→ EXERCISE INSTRUCTIONS
The lines from the top of the listing through the one containing "assert!(detect_time_stuck(1200.0, 1000.0, 50, 30.0).is_none());" are to be retyped exactly, with no other lines.

→ INPUT MATERIAL
= Beginning of Section =
#[cfg(test)]
mod tests {
    use super::*;
    use chrono::TimeZone;

    fn counts(users: &[i64]) -> Vec<StepCountRow> {
        users
            .iter()
            .enumerate()
            .map(|(i, u)| StepCountRow { step_order: i as i32, users: *u })
            .collect()
    }

    #[test]
    fn conversion_drop_detected_with_significance() {
        // Step 0→1 conversion halves: 60% → 30% on solid volume.
        let current = counts(&[1000, 300, 100]);
        let historical = counts(&[1000, 600, 200]);

        let drops = detect_conversion_drops(&current, &historical, 15.0, 0.05);
        assert!(!drops.is_empty());
        let top = &drops[0];
        assert_eq!(top.step_order, Some(1));
        assert_eq!(top.drop_percentage, 50.0);
        assert!(top.p_value.unwrap() < 0.05);
        assert!(top.confidence_score > 95.0);
        assert_eq!(top.severity, BottleneckSeverity::Critical);
    }

    #[test]
    fn small_drops_are_ignored() {
        let current = counts(&[1000, 580]);
        let historical = counts(&[1000, 600]);
        let drops = detect_conversion_drops(&current, &historical, 15.0, 0.05);
        assert!(drops.is_empty());
    }

    #[test]
    fn time_stuck_requires_threshold_increase() {
        // +20% under the medium (30%) threshold: nothing.
        assert!(detect_time_stuck(1200.0, 1000.0, 50, 30.0).is_none());

        let stuck = detect_time_stuck(1500.0, 1000.0, 50, 30.0).unwrap();
        assert_eq!(stuck.kind, BottleneckKind::TimeStuck);
        assert_eq!(stuck.drop_percentage, 50.0);
    }

    // Control-limit scenario: mean 10, sigma 1, a run of points at 6.5
    // (beyond the lower limit of 7) collapses into one sudden-drop anomaly
    // with magnitude 3.5 and confidence 70.
    #[test]
    fn spc_groups_consecutive_points_into_one_anomaly() {
        let base = Utc.with_ymd_and_hms(2025, 3, 5, 0, 0, 0).unwrap();
        let mut points: Vec<(DateTime<Utc>, f64)> = (0..20)
            .map(|i| (base + chrono::Duration::hours(i), 10.0))
            .collect();
        for i in 10..20 {
            points[i].1 = 6.5;
        }

        let anomalies = spc_anomalies(&points, 10.0, 1.0);
        assert_eq!(anomalies.len(), 1);
        assert_eq!(anomalies[0].kind, AnomalyKind::SuddenDrop);
        assert!((anomalies[0].magnitude - 3.5).abs() < 1e-9);
        assert!((anomalies[0].confidence_score - 70.0).abs() < 1e-9);
    }

    #[test]
    fn spc_single_point_is_not_an_anomaly() {
        let base = Utc.with_ymd_and_hms(2025, 3, 5, 0, 0, 0).unwrap();
        let mut points: Vec<(DateTime<Utc>, f64)> = (0..10)
            .map(|i| (base + chrono::Duration::hours(i), 10.0))
            .collect();
        points[4].1 = 5.0;

        assert!(spc_anomalies(&points, 10.0, 1.0).is_empty());
    }

    #[test]
    fn gradual_decline_over_sliding_windows() {
        let base = Utc.with_ymd_and_hms(2025, 3, 5, 0, 0, 0).unwrap();
        // Steady decline of 2.4 rate points per hour.
        let points: Vec<(DateTime<Utc>, f64)> = (0..24)
            .map(|i| (base + chrono::Duration::hours(i), 80.0 - 2.4 * i as f64))
            .collect();

        let anomalies = trend_anomalies(&points);
        assert!(anomalies.iter().any(|a| a.kind == AnomalyKind::GradualDecline));
    }

    #[test]
    fn weekend_and_business_hours_context() {
        // 2025-03-08 is a Saturday.
        let saturday_noon = Utc.with_ymd_and_hms(2025, 3, 8, 12, 0, 0).unwrap();
        let factors = contextual_factors(saturday_noon);
        assert!(factors.contains(&"weekend".to_string()));
        assert!(factors.contains(&"business_hours".to_string()));

        let tuesday_night = Utc.with_ymd_and_hms(2025, 3, 4, 22, 0, 0).unwrap();
        assert!(contextual_factors(tuesday_night).is_empty());
    }

    #[test]
    fn recommendations_cap_expected_lift() {
        let bottleneck = DetectedBottleneck {
            kind: BottleneckKind::ConversionDrop,
            step_order: Some(1),
            current_value: 10.0,
            historical_value: 60.0,
            drop_percentage: 83.3,
            affected_users: 900,
            severity: BottleneckSeverity::Critical,
            severity_score: 246.0,
            p_value: Some(0.0001),
            confidence_score: 99.99,
        };
        let recs = build_recommendations(&[bottleneck], &[]);
        assert_eq!(recs.len(), 1);
        assert_eq!(recs[0].expected_lift_percent, 25.0);
        assert_eq!(recs[0].confidence_level, "high");
    }
}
= End of Section =
→ WRITTEN RESPONSE
#[cfg(test)]
mod tests {
    use super::*;
    use chrono::TimeZone;

    fn counts(users: &[i64]) -> Vec<StepCountRow> {
        users
            .iter()
            .enumerate()
            .map(|(i, u)| StepCountRow { step_order: i as i32, users: *u })
            .collect()
    }

    #[test]
    fn conversion_drop_detected_with_significance() {
        // Step 0→1 conversion halves: 60% → 30% on solid volume.
        let current = counts(&[1000, 300, 100]);
        let historical = counts(&[1000, 600, 200]);

        let drops = detect_conversion_drops(&current, &historical, 15.0, 0.05);
        assert!(!drops.is_empty());
        let top = &drops[0];
        assert_eq!(top.step_order, Some(1));
        assert_eq!(top.drop_percentage, 50.0);
        assert!(top.p_value.unwrap() < 0.05);
        assert!(top.confidence_score > 95.0);
        assert_eq!(top.severity, BottleneckSeverity::Critical);
    }

    #[test]
    fn small_drops_are_ignored() {
        let current = counts(&[1000, 580]);
        let historical = counts(&[1000, 600]);
        let drops = detect_conversion_drops(&current, &historical, 15.0, 0.05);
        assert!(drops.is_empty());
    }

    #[test]
    fn time_stuck_requires_threshold_increase() {
        // +20% under the medium (30%) threshold: nothing.
        assert!(detect_time_stuck(1200.0, 1000.0, 50, 30.0).is_none());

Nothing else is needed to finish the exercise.